━━━━━ Task material

//! Exécution en flux de la requête de perturbation
//!
//! Une tâche pilote possède la connexion pour toute la durée du flux:
//! transaction en lecture seule, statement lié à un portal, fetch
//! incrémental par lots. Les lignes sont converties une à une et envoyées
//! sur un channel borné.
//!
//! Libération des ressources sur chaque chemin de sortie:
//! - épuisement: commit de la transaction, connexion rendue au pool;
//! - abandon du flux par le consommateur: l'envoi échoue, le drop de la
//!   transaction fait le rollback (ce qui ferme le portal), la connexion
//!   revient au pool;
//! - erreur de stockage: même démontage, puis l'erreur est émise comme
//!   dernier élément du flux.
//!
//! Aucune responsabilité de nettoyage ne fuit vers l'appelant.

use std::pin::Pin;
use std::task::{Context, Poll};

use deadpool_postgres::Pool;
use futures::Stream;
use tokio::sync::mpsc;
use tracing::{debug, warn};

use landcover::{geometry_to_ewkb, WGS84_SRID};

use crate::config::QuerySource;
use crate::reproject::Reprojector;

use super::sql::{build_query, BoundValues};
use super::{DisturbanceError, DisturbanceParams, DisturbanceResult};

/// Flux paresseux de parcelles perturbées
///
/// Implémente `futures::Stream`; `next_result` est fourni pour une
/// consommation directe sans `StreamExt`.
pub struct DisturbanceStream {
    rx: mpsc::Receiver<Result<DisturbanceResult, DisturbanceError>>,
}

impl DisturbanceStream {
    /// Prochaine parcelle, ou `None` à l'épuisement du curseur
    pub async fn next_result(&mut self) -> Option<Result<DisturbanceResult, DisturbanceError>> {
        self.rx.recv().await
    }
}

impl Stream for DisturbanceStream {
    type Item = Result<DisturbanceResult, DisturbanceError>;

    fn poll_next(mut self: Pin<&mut Self>, cx: &mut Context<'_>) -> Poll<Option<Self::Item>> {
        self.rx.poll_recv(cx)
    }
}

/// Recherche les parcelles dont la surface forêt a diminué d'au moins
/// `area_threshold` m² entre `start_year` et `end_year`, dans l'emprise
///
/// Les paramètres sont validés avant toute exécution; l'emprise est
/// reprojetée vers le SRID de stockage avant la construction de la
/// requête. Les résultats arrivent au fil du curseur, sans
/// matérialisation complète. Zéro résultat est un succès (flux vide).
pub async fn find_disturbed_parcels(
    pool: &Pool,
    source: &QuerySource,
    params: DisturbanceParams,
) -> Result<DisturbanceStream, DisturbanceError> {
    source
        .validate()
        .map_err(|e| DisturbanceError::invalid_arguments(e.to_string()))?;
    params.validate()?;

    // Reprojection AVANT toute construction de requête: le SQL ne voit
    // jamais autre chose que du 4326
    let bounds_epsg = params.bounds.epsg;
    let bounds_4326 = if params.bounds.is_wgs84() {
        params.bounds.geometry.clone()
    } else {
        let reprojector = Reprojector::new(bounds_epsg, WGS84_SRID).map_err(|e| {
            DisturbanceError::Reprojection {
                epsg: bounds_epsg,
                reason: e.to_string(),
            }
        })?;
        reprojector
            .transform_geometry(&params.bounds.geometry)
            .map_err(|e| DisturbanceError::Reprojection {
                epsg: bounds_epsg,
                reason: e.to_string(),
            })?
    };

    let bounds_ewkb = geometry_to_ewkb(&bounds_4326, WGS84_SRID)?;

    let sql = build_query(source, params.limit.is_some());
    let values = BoundValues {
        start_year: params.start_year,
        end_year: params.end_year,
        forest_classes: source.forest_classes.clone(),
        bounds_ewkb,
        area_threshold: params.area_threshold,
        limit: params.limit,
    };

    debug!(
        start_year = params.start_year,
        end_year = params.end_year,
        area_threshold = params.area_threshold,
        bounds_epsg = bounds_epsg,
        limit = ?params.limit,
        "Starting disturbance query"
    );

    let fetch_size = source.fetch_size;
    let (tx, rx) = mpsc::channel(fetch_size.max(1) as usize);

    let pool = pool.clone();
    tokio::spawn(drive_query(pool, sql, values, fetch_size, tx));

    Ok(DisturbanceStream { rx })
}

/// Tâche pilote: possède la connexion et le curseur jusqu'à la fin du flux
async fn drive_query(
    pool: Pool,
    sql: String,
    values: BoundValues,
    fetch_size: i32,
    tx: mpsc::Sender<Result<DisturbanceResult, DisturbanceError>>,
) {
    let outcome: Result<Option<u64>, DisturbanceError> = async {
        let mut client = pool.get().await?;
        let transaction = client.build_transaction().read_only(true).start().await?;

        let statement = transaction.prepare(&sql).await?;
        let portal = transaction.bind(&statement, &values.as_params()).await?;

        let mut yielded: u64 = 0;
        loop {
            let rows = transaction.query_portal(&portal, fetch_size).await?;
            let exhausted = rows.len() < fetch_size as usize;

            for row in rows {
                let record = DisturbanceResult::from_row(&row)?;
                if tx.send(Ok(record)).await.is_err() {
                    // Consommateur parti: le drop de la transaction fait le
                    // rollback et ferme le portal
                    debug!(yielded = yielded, "Consumer dropped, closing cursor");
                    return Ok(None);
                }
                yielded += 1;
            }

            if exhausted {
                break;
            }
        }

        transaction.commit().await?;
        Ok(Some(yielded))
    }
    .await;

    match outcome {
        Ok(Some(yielded)) => debug!(yielded = yielded, "Disturbance query complete"),
        Ok(None) => {}
        Err(e) => {
            warn!(error = %e, "Disturbance query failed");
            // Le consommateur peut déjà être parti; dans ce cas l'erreur
            // n'intéresse plus personne
            let _ = tx.send(Err(e)).await;
        }
    }
}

━━━━━━━━━━

Type out again, exactly as written, the lines from the beginning of the material through the one containing "use std::pin::Pin;".

//! Exécution en flux de la requête de perturbation
//!
//! Une tâche pilote possède la connexion pour toute la durée du flux:
//! transaction en lecture seule, statement lié à un portal, fetch
//! incrémental par lots. Les lignes sont converties une à une et envoyées
//! sur un channel borné.
//!
//! Libération des ressources sur chaque chemin de sortie:
//! - épuisement: commit de la transaction, connexion rendue au pool;
//! - abandon du flux par le consommateur: l'envoi échoue, le drop de la
//!   transaction fait le rollback (ce qui ferme le portal), la connexion
//!   revient au pool;
//! - erreur de stockage: même démontage, puis l'erreur est émise comme
//!   dernier élément du flux.
//!
//! Aucune responsabilité de nettoyage ne fuit vers l'appelant.

use std::pin::Pin;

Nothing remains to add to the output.